The Economics of Pesach Food

Soccer Dad has been trying to defend the high price of Kosher for Passover food over at his blog, in the face of apparent chest-beating by the New York Office of Consumer Affairs. He asked me to contribute my two cents, so here they are.

Soccer Dad actually touched on most of the high points already, but here are a few more points:

With normal Kosher food, a large chunk of the market is actually non-Jews who are looking for a higher standard of sanitary supervision thn they can get with normal government oversight, or who are trying to avoid "mystery ingredients." Healthy eaters especially like Kosher food. With Kosher for Passover food, this market disappears. Nobody would eat this stuff if they didn't have to. That means a much smaller potential market, hence a need for higher margins.

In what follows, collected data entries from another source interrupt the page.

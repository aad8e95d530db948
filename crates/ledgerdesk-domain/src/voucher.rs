//! Voucher header/line shapes shared by cash, bank, journal and contra entries.

use std::fmt;

use chrono::NaiveDate;
use rust_decimal::Decimal;
use serde::{Deserialize, Serialize};

use crate::common::*;

#[derive(Debug, Clone, Copy, Serialize, Deserialize, PartialEq, Eq, Hash)]
#[serde(rename_all = "UPPERCASE")]
pub enum VoucherType {
    Cash,
    Bank,
    Journal,
    Contra,
}

impl VoucherType {
    pub const ALL: [VoucherType; 4] = [
        VoucherType::Cash,
        VoucherType::Bank,
        VoucherType::Journal,
        VoucherType::Contra,
    ];

    /// Short code used as the default number-series prefix.
    pub fn code(self) -> &'static str {
        match self {
            VoucherType::Cash => "CV",
            VoucherType::Bank => "BV",
            VoucherType::Journal => "JV",
            VoucherType::Contra => "CT",
        }
    }

    pub fn parse(value: &str) -> Option<Self> {
        match value.trim().to_ascii_lowercase().as_str() {
            "cash" | "cv" => Some(VoucherType::Cash),
            "bank" | "bv" => Some(VoucherType::Bank),
            "journal" | "jv" => Some(VoucherType::Journal),
            "contra" | "ct" => Some(VoucherType::Contra),
            _ => None,
        }
    }
}

impl fmt::Display for VoucherType {
    fn fmt(&self, f: &mut fmt::Formatter<'_>) -> fmt::Result {
        let label = match self {
            VoucherType::Cash => "Cash",
            VoucherType::Bank => "Bank",
            VoucherType::Journal => "Journal",
            VoucherType::Contra => "Contra",
        };
        f.write_str(label)
    }
}

#[derive(Debug, Clone, Copy, Serialize, Deserialize, PartialEq, Eq, Default)]
#[serde(rename_all = "UPPERCASE")]
pub enum VoucherState {
    #[default]
    Draft,
    Posted,
    Reversed,
}

impl VoucherState {
    pub fn parse(value: &str) -> Option<Self> {
        match value.trim().to_ascii_lowercase().as_str() {
            "draft" => Some(VoucherState::Draft),
            "posted" => Some(VoucherState::Posted),
            "reversed" => Some(VoucherState::Reversed),
            _ => None,
        }
    }
}

impl fmt::Display for VoucherState {
    fn fmt(&self, f: &mut fmt::Formatter<'_>) -> fmt::Result {
        let label = match self {
            VoucherState::Draft => "Draft",
            VoucherState::Posted => "Posted",
            VoucherState::Reversed => "Reversed",
        };
        f.write_str(label)
    }
}

/// Voucher header plus its debit/credit lines.
#[derive(Debug, Clone, Serialize, Deserialize, PartialEq)]
#[serde(rename_all = "camelCase")]
pub struct JournalEntry {
    #[serde(default, skip_serializing_if = "Option::is_none")]
    pub id: Option<EntityId>,
    #[serde(default, skip_serializing_if = "Option::is_none")]
    pub voucher_no: Option<String>,
    pub voucher_type: VoucherType,
    pub date: NaiveDate,
    pub company_id: EntityId,
    pub location_id: EntityId,
    pub currency: String,
    #[serde(default = "JournalEntry::default_exchange_rate")]
    pub exchange_rate: Decimal,
    #[serde(default, skip_serializing_if = "Option::is_none")]
    pub reference: Option<String>,
    #[serde(default, skip_serializing_if = "Option::is_none")]
    pub narration: Option<String>,
    #[serde(default)]
    pub state: VoucherState,
    #[serde(default, skip_serializing_if = "Option::is_none")]
    pub created_by: Option<EntityId>,
    #[serde(default)]
    pub details: Vec<JournalDetail>,
}

impl JournalEntry {
    pub fn new(
        voucher_type: VoucherType,
        date: NaiveDate,
        company_id: EntityId,
        location_id: EntityId,
        currency: impl Into<String>,
    ) -> Self {
        Self {
            id: None,
            voucher_no: None,
            voucher_type,
            date,
            company_id,
            location_id,
            currency: currency.into(),
            exchange_rate: Self::default_exchange_rate(),
            reference: None,
            narration: None,
            state: VoucherState::Draft,
            created_by: None,
            details: Vec::new(),
        }
    }

    pub fn default_exchange_rate() -> Decimal {
        Decimal::ONE
    }

    pub fn with_line(mut self, line: JournalDetail) -> Self {
        self.details.push(line);
        self
    }

    pub fn total_debit(&self) -> Decimal {
        self.details.iter().map(|line| line.debit).sum()
    }

    pub fn total_credit(&self) -> Decimal {
        self.details.iter().map(|line| line.credit).sum()
    }
}

impl Identifiable for JournalEntry {
    fn id(&self) -> Option<EntityId> {
        self.id
    }
}

impl Displayable for JournalEntry {
    fn display_label(&self) -> String {
        let number = self.voucher_no.as_deref().unwrap_or("(unnumbered)");
        format!("{} {} [{}]", self.voucher_type.code(), number, self.state)
    }
}

/// Single debit or credit line of a voucher.
#[derive(Debug, Clone, Serialize, Deserialize, PartialEq)]
#[serde(rename_all = "camelCase")]
pub struct JournalDetail {
    #[serde(default, skip_serializing_if = "Option::is_none")]
    pub id: Option<EntityId>,
    pub coa_id: EntityId,
    #[serde(default, skip_serializing_if = "Option::is_none")]
    pub partner_id: Option<EntityId>,
    #[serde(default, skip_serializing_if = "Option::is_none")]
    pub bank_account_id: Option<EntityId>,
    #[serde(default, skip_serializing_if = "Option::is_none")]
    pub cost_center: Option<String>,
    #[serde(default)]
    pub debit: Decimal,
    #[serde(default)]
    pub credit: Decimal,
    #[serde(default, skip_serializing_if = "Option::is_none")]
    pub notes: Option<String>,
}

impl JournalDetail {
    pub fn debit(coa_id: EntityId, amount: Decimal) -> Self {
        Self::line(coa_id, amount, Decimal::ZERO)
    }

    pub fn credit(coa_id: EntityId, amount: Decimal) -> Self {
        Self::line(coa_id, Decimal::ZERO, amount)
    }

    fn line(coa_id: EntityId, debit: Decimal, credit: Decimal) -> Self {
        Self {
            id: None,
            coa_id,
            partner_id: None,
            bank_account_id: None,
            cost_center: None,
            debit,
            credit,
            notes: None,
        }
    }

    pub fn with_bank_account(mut self, bank_account_id: EntityId) -> Self {
        self.bank_account_id = Some(bank_account_id);
        self
    }

    pub fn with_partner(mut self, partner_id: EntityId) -> Self {
        self.partner_id = Some(partner_id);
        self
    }

    /// Signed amount: debits positive, credits negative.
    pub fn net(&self) -> Decimal {
        self.debit - self.credit
    }
}

/// Payload for `POST /api/journal/reverseEntry`.
#[derive(Debug, Clone, Serialize, Deserialize, PartialEq)]
#[serde(rename_all = "camelCase")]
pub struct ReverseEntryRequest {
    pub voucher_id: EntityId,
    pub reversal_date: NaiveDate,
    pub reason: String,
    #[serde(default, skip_serializing_if = "Option::is_none")]
    pub reversed_by: Option<EntityId>,
}

/// Filters accepted by `GET /api/journal/getJournalDetails`.
#[derive(Debug, Clone, Default, PartialEq)]
pub struct JournalQuery {
    pub voucher_type: Option<VoucherType>,
    pub state: Option<VoucherState>,
    pub from: Option<NaiveDate>,
    pub to: Option<NaiveDate>,
    pub voucher_id: Option<EntityId>,
}

#[cfg(test)]
mod tests {
    use super::*;

    fn date() -> NaiveDate {
        NaiveDate::from_ymd_opt(2024, 3, 31).unwrap()
    }

    #[test]
    fn journal_entry_serializes_camel_case() {
        let entry = JournalEntry::new(VoucherType::Journal, date(), 1, 2, "USD")
            .with_line(JournalDetail::debit(10, Decimal::new(500, 0)))
            .with_line(JournalDetail::credit(11, Decimal::new(500, 0)));
        let value = serde_json::to_value(&entry).unwrap();
        assert_eq!(value["voucherType"], "JOURNAL");
        assert_eq!(value["companyId"], 1);
        assert_eq!(value["details"][0]["coaId"], 10);
        assert!(value.get("voucherNo").is_none());
    }

    #[test]
    fn totals_sum_each_side() {
        let entry = JournalEntry::new(VoucherType::Cash, date(), 1, 2, "USD")
            .with_line(JournalDetail::debit(1, Decimal::new(125, 1)))
            .with_line(JournalDetail::debit(2, Decimal::new(75, 1)))
            .with_line(JournalDetail::credit(3, Decimal::new(20, 0)));
        assert_eq!(entry.total_debit(), Decimal::new(20, 0));
        assert_eq!(entry.total_credit(), Decimal::new(20, 0));
    }

    #[test]
    fn voucher_type_parses_codes_and_names() {
        assert_eq!(VoucherType::parse("ct"), Some(VoucherType::Contra));
        assert_eq!(VoucherType::parse("Bank"), Some(VoucherType::Bank));
        assert_eq!(VoucherType::parse("memo"), None);
    }
}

Moreover, companies have a very short window to sell their merchandise. Again, if it isn't eaten during the holiday, it probably never will be eaten. That means that companies can't simply inventory their surplus stock. It has to go out now or never. Hence, additional risk and the need for higher margins.

Finally, there are a lot more producers of standard Kosher items than there are of Kosher for Passover items. And many Kosher items are mass marketed, for example Hershey bars which have a global consumer base.

But in any event, if you believe that the price of Pesach food is too high, you should see it as an opportunity to make some money. If you can sell food yourself and undercut the prices of the big boys, go for it! You will be rewarded by the cheering multitudes, and with a fattened pocketbook. That's the beauty of a free market. And that is also the test of market prices.

2 comments:

muse said...

Very true, and we don't need many of the manufactured items. Quite a few things, like plain tomato paste are kp all year.

DovBear said...

You will be rewarded by the cheering multitudes, and with a fattened pocketbook. That's the beauty of a free market. And that is also the test of market prices.

If the local brute squad doesn't burn your store down in retaliation for your undercutting the local merchants.

Your staement about just going into business and undercutting the "big boys" is willfully naive. Beleive me if entering this market was easy, people would, and prices would fall, but it isn't easy, which is (one of several reasons) why your polly-anna ideas about the magic of the free market dont apply here.